Today is human rights day, and down at Comment is Free Peter Tatchell is commending the idea of a Global Human Rights Index.
There is... [he writes] no objective, transparent measure to determine a country's conformity to, or departure from, human rights norms.
These deficiencies need to be addressed if the international community is to secure human rights progress. We need benchmarks against which all countries can be measured, without fear or favour. There is no easy way to ensure that the principles of the UDHR [Universal Declaration of Human Rights] are upheld by UN member states but the power of publicity and moral leverage should not be underestimated. Even tyrannies are conscious of their image and seek to avoid opprobrium.
The index, he adds, would be 'a means of measuring and ranking human rights abuses, country by country'; it would aim to 'create a human rights league table to pressure governments to clean up their record'.
I think it's a creative proposal.
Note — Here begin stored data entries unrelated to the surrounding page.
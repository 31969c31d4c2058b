//! Configuration schema for path defaults.
//!
//! This module defines the settings consulted when a path is constructed
//! without explicit format flags, and the thread-local slot holding the
//! currently installed defaults.

use std::cell::RefCell;
use std::time::Duration;

use serde::{Deserialize, Serialize};

/// Default lock acquisition timeout, in milliseconds.
pub const DEFAULT_LOCK_TIMEOUT_MS: u64 = 1000;

thread_local! {
    static CURRENT: RefCell<PathDefaults> = RefCell::new(PathDefaults::default());
}

/// Defaults applied to paths constructed without explicit flags.
///
/// A value of this type can be threaded explicitly through construction
/// (see [`PathFormat::resolve`]) or installed as the current thread's
/// defaults with [`PathDefaults::install`].
///
/// # Examples
///
/// ```
/// use mutapath::config::PathDefaults;
///
/// let defaults: PathDefaults = serde_yaml::from_str("posix: true\n").unwrap();
/// assert!(defaults.posix);
/// assert!(!defaults.string_repr);
/// assert_eq!(defaults.lock_timeout_ms, 1000);
/// ```
#[derive(Debug, Clone, Copy, Deserialize, Serialize, PartialEq, Eq)]
#[serde(default)]
pub struct PathDefaults {
    /// Render paths with forward slashes.
    pub posix: bool,

    /// Show the plain string instead of `Path('...')` in debug output.
    pub string_repr: bool,

    /// How long transactional operations wait for a lock.
    pub lock_timeout_ms: u64,
}

impl Default for PathDefaults {
    fn default() -> Self {
        Self {
            posix: false,
            string_repr: false,
            lock_timeout_ms: DEFAULT_LOCK_TIMEOUT_MS,
        }
    }
}

impl PathDefaults {
    /// Returns the defaults installed for the current thread.
    #[must_use]
    pub fn current() -> Self {
        CURRENT.with(|current| *current.borrow())
    }

    /// Installs these defaults for the current thread.
    pub fn install(self) {
        CURRENT.with(|current| *current.borrow_mut() = self);
    }

    /// Modifies the current thread's defaults in place.
    ///
    /// # Examples
    ///
    /// ```
    /// use mutapath::config::PathDefaults;
    ///
    /// PathDefaults::update(|d| d.posix = true);
    /// assert!(PathDefaults::current().posix);
    /// PathDefaults::reset();
    /// assert!(!PathDefaults::current().posix);
    /// ```
    pub fn update(f: impl FnOnce(&mut Self)) {
        CURRENT.with(|current| f(&mut current.borrow_mut()));
    }

    /// Restores the built-in defaults for the current thread.
    pub fn reset() {
        Self::default().install();
    }

    /// The lock timeout as a [`Duration`].
    #[must_use]
    pub fn lock_timeout(&self) -> Duration {
        Duration::from_millis(self.lock_timeout_ms)
    }

    /// The format flags these defaults imply.
    #[must_use]
    pub fn format(&self) -> PathFormat {
        PathFormat {
            posix: self.posix,
            string_repr: self.string_repr,
        }
    }
}

/// The per-instance format flags of an `ImmutablePath`.
#[derive(Debug, Clone, Copy, Default, PartialEq, Eq, Hash)]
pub struct PathFormat {
    /// Render with forward slashes.
    pub posix: bool,
    /// Plain-string debug representation.
    pub string_repr: bool,
}

impl PathFormat {
    /// Resolves optional flags against the given defaults.
    ///
    /// # Examples
    ///
    /// ```
    /// use mutapath::config::{PathDefaults, PathFormat};
    ///
    /// let defaults = PathDefaults { posix: true, ..PathDefaults::default() };
    /// let format = PathFormat::resolve(None, Some(true), &defaults);
    /// assert!(format.posix);
    /// assert!(format.string_repr);
    /// ```
    #[must_use]
    pub fn resolve(posix: Option<bool>, string_repr: Option<bool>, defaults: &PathDefaults) -> Self {
        Self {
            posix: posix.unwrap_or(defaults.posix),
            string_repr: string_repr.unwrap_or(defaults.string_repr),
        }
    }

    /// Resolves optional flags against the current thread's defaults.
    #[must_use]
    pub fn from_current(posix: Option<bool>, string_repr: Option<bool>) -> Self {
        Self::resolve(posix, string_repr, &PathDefaults::current())
    }
}
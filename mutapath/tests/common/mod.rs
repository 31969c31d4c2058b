//! Common test utilities for integration tests.
//!
//! This module provides a scratch directory fixture with helpers for
//! creating files and asserting on their contents.

use std::fs;
use std::path::{Path, PathBuf};

use mutapath::ImmutablePath;
use tempfile::TempDir;

/// A temporary directory that is removed when dropped.
pub struct Scratch {
    dir: TempDir,
}

impl Scratch {
    /// Creates an empty scratch directory.
    #[allow(dead_code)]
    pub fn new() -> Self {
        Self {
            dir: tempfile::tempdir().unwrap(),
        }
    }

    /// The root of the scratch directory.
    #[allow(dead_code)]
    pub fn root(&self) -> &Path {
        self.dir.path()
    }

    /// The absolute path of `relative` inside the scratch directory.
    #[allow(dead_code)]
    pub fn join(&self, relative: &str) -> PathBuf {
        self.dir.path().join(relative)
    }

    /// Writes `content` to `relative`, creating parent directories.
    #[allow(dead_code)]
    pub fn file(&self, relative: &str, content: &str) -> ImmutablePath {
        let path = self.join(relative);
        if let Some(parent) = path.parent() {
            fs::create_dir_all(parent).unwrap();
        }
        fs::write(&path, content).unwrap();
        ImmutablePath::new(path)
    }

    /// Creates the directory `relative`.
    #[allow(dead_code)]
    pub fn dir(&self, relative: &str) -> ImmutablePath {
        let path = self.join(relative);
        fs::create_dir_all(&path).unwrap();
        ImmutablePath::new(path)
    }

    /// Reads the file at `relative`.
    #[allow(dead_code)]
    pub fn read(&self, relative: &str) -> String {
        fs::read_to_string(self.join(relative)).unwrap()
    }

    /// Whether anything exists at `relative`.
    #[allow(dead_code)]
    pub fn exists(&self, relative: &str) -> bool {
        self.join(relative).exists()
    }
}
But in the form proposed by Peter (and the Green Party) it has an apparent flaw. Such an index will only be of any use if it is considered to be authoritative, and for this to happen the neutrality and objectivity of the body overseeing it has to be very widely accepted. In Peter's own phrase: 'without fear or favour'. So to whom is the task to be entrusted? To the UN, no less. As an organization the UN is a very good idea. However, to date and just exactly in the domain of overseeing human rights, its record has not been entirely reassuring. The UN Human Rights Council and its predecessor body, the UN Human Rights Commission, have included amongst their number contries like Zimbabwe, China, Egypt, Saudi Arabia and Cuba. Peter writes...
... the unfair or excessive demonisation of a particular country will be less easy to accomplish if the index can show that it is not the worst offending state or if the index can demonstrate that the accusing states also have a less than exemplary human rights record.
It is well-known that the Human Rights Council and its predecessor have been guilty of one such 'excessive' focus. Does this proposal contain what it needs to in order to ensure that the UN's hosting of the index would not be subject to political dealing, political influences and political pressure? If not, it will be worth little. A global human rights index needs to be supported by a body with quasi-judicial independence.